Your instructions:
Every line of the entries below that carries the string "super" should be copied.

The data:
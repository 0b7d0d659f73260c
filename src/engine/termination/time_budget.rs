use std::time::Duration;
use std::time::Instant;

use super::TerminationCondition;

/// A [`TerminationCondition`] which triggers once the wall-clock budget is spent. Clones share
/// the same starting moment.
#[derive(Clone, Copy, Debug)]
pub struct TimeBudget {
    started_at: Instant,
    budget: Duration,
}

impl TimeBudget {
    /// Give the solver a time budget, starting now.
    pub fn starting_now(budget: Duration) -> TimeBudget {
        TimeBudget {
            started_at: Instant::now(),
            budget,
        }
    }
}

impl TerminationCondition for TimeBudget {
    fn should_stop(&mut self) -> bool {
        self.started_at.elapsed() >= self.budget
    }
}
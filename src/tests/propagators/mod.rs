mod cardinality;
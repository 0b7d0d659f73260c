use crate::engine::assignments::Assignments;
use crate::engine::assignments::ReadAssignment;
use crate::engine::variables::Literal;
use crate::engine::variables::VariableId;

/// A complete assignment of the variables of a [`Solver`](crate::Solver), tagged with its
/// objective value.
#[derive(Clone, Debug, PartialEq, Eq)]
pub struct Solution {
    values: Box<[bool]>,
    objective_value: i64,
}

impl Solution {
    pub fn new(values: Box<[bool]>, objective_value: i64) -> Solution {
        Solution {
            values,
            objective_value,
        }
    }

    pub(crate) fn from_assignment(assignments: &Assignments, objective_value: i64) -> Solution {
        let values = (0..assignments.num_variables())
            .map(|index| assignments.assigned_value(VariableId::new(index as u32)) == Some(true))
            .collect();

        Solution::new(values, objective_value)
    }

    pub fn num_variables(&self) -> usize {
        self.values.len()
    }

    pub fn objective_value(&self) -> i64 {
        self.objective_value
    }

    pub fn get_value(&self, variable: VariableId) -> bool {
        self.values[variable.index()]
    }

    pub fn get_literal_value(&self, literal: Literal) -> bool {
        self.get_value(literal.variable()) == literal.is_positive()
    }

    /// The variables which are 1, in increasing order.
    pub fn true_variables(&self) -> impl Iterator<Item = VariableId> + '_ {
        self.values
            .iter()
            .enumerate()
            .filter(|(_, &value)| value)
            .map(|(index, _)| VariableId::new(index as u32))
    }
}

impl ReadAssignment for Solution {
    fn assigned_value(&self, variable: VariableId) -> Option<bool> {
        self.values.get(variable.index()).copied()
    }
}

==

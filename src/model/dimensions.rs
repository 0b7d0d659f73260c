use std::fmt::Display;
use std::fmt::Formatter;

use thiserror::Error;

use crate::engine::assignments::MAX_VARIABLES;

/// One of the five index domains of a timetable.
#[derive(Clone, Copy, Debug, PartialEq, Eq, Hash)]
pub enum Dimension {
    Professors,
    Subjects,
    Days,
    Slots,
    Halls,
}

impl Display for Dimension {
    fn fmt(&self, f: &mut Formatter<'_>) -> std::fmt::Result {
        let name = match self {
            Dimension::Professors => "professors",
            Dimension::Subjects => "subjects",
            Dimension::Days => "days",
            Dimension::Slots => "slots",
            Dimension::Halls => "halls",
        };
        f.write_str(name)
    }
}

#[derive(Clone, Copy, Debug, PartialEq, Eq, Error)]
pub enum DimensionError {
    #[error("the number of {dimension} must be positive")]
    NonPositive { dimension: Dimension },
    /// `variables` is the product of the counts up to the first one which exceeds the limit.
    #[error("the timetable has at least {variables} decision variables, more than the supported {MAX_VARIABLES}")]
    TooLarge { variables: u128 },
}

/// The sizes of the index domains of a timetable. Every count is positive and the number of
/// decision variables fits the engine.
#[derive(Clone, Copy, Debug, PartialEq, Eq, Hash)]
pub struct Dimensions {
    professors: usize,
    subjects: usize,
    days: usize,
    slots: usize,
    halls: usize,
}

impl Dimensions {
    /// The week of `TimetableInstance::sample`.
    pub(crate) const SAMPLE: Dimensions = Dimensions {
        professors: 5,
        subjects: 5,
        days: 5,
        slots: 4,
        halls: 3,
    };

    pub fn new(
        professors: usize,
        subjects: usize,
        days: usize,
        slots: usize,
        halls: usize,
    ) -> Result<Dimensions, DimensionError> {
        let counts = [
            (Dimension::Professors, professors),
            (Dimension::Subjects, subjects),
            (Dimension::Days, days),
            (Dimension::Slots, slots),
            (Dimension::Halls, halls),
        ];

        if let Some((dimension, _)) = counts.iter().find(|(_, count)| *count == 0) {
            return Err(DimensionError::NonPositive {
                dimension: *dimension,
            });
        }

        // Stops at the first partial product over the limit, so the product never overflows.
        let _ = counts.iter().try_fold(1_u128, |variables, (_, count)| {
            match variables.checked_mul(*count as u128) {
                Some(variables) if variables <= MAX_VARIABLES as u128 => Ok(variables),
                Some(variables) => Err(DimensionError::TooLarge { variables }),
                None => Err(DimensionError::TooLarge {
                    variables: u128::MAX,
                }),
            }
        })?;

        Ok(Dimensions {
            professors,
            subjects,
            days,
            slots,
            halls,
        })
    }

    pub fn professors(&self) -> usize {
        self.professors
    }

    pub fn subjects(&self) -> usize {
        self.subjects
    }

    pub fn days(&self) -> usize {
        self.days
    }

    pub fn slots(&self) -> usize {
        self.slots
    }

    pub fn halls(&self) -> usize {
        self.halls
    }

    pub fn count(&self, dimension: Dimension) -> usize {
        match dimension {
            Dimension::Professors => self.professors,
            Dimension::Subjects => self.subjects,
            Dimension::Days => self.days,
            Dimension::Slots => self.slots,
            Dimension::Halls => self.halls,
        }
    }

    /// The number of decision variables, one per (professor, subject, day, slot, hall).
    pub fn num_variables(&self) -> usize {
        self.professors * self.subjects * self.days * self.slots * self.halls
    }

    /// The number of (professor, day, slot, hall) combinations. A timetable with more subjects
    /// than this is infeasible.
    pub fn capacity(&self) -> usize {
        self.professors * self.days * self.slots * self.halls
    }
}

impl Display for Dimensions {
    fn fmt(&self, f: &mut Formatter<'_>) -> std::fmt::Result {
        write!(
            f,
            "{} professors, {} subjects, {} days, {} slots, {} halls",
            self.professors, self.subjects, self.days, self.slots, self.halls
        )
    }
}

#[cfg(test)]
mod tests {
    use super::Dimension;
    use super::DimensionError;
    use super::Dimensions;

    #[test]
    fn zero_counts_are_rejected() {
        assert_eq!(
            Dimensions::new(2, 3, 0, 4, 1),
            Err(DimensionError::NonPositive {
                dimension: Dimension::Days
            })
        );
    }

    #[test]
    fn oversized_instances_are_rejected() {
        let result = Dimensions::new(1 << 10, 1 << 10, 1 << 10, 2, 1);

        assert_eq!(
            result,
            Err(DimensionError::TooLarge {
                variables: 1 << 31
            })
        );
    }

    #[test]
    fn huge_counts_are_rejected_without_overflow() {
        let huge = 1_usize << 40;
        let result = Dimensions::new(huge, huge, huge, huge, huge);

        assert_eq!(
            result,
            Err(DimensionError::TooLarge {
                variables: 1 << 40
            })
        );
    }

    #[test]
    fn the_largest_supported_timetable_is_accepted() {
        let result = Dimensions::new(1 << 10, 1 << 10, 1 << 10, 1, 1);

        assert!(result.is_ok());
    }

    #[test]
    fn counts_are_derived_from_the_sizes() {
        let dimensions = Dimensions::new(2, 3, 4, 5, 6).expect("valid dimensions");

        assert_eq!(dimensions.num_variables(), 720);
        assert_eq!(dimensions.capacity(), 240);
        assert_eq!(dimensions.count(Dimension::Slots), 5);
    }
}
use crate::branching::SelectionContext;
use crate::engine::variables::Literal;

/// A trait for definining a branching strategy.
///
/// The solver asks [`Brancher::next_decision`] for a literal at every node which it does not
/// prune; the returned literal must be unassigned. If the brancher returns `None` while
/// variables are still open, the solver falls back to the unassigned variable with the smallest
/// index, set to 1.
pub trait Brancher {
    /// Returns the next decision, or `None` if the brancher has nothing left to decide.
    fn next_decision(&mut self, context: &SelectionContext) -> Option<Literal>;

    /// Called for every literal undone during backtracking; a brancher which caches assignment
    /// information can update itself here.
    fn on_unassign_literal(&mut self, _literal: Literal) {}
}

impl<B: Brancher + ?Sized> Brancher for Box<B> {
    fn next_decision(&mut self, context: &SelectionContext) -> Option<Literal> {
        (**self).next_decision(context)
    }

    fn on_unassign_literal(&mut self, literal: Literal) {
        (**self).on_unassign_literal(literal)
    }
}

Answer to this problem:
use super::TerminationCondition;
    use super::Dimension;
    use super::DimensionError;
    use super::Dimensions;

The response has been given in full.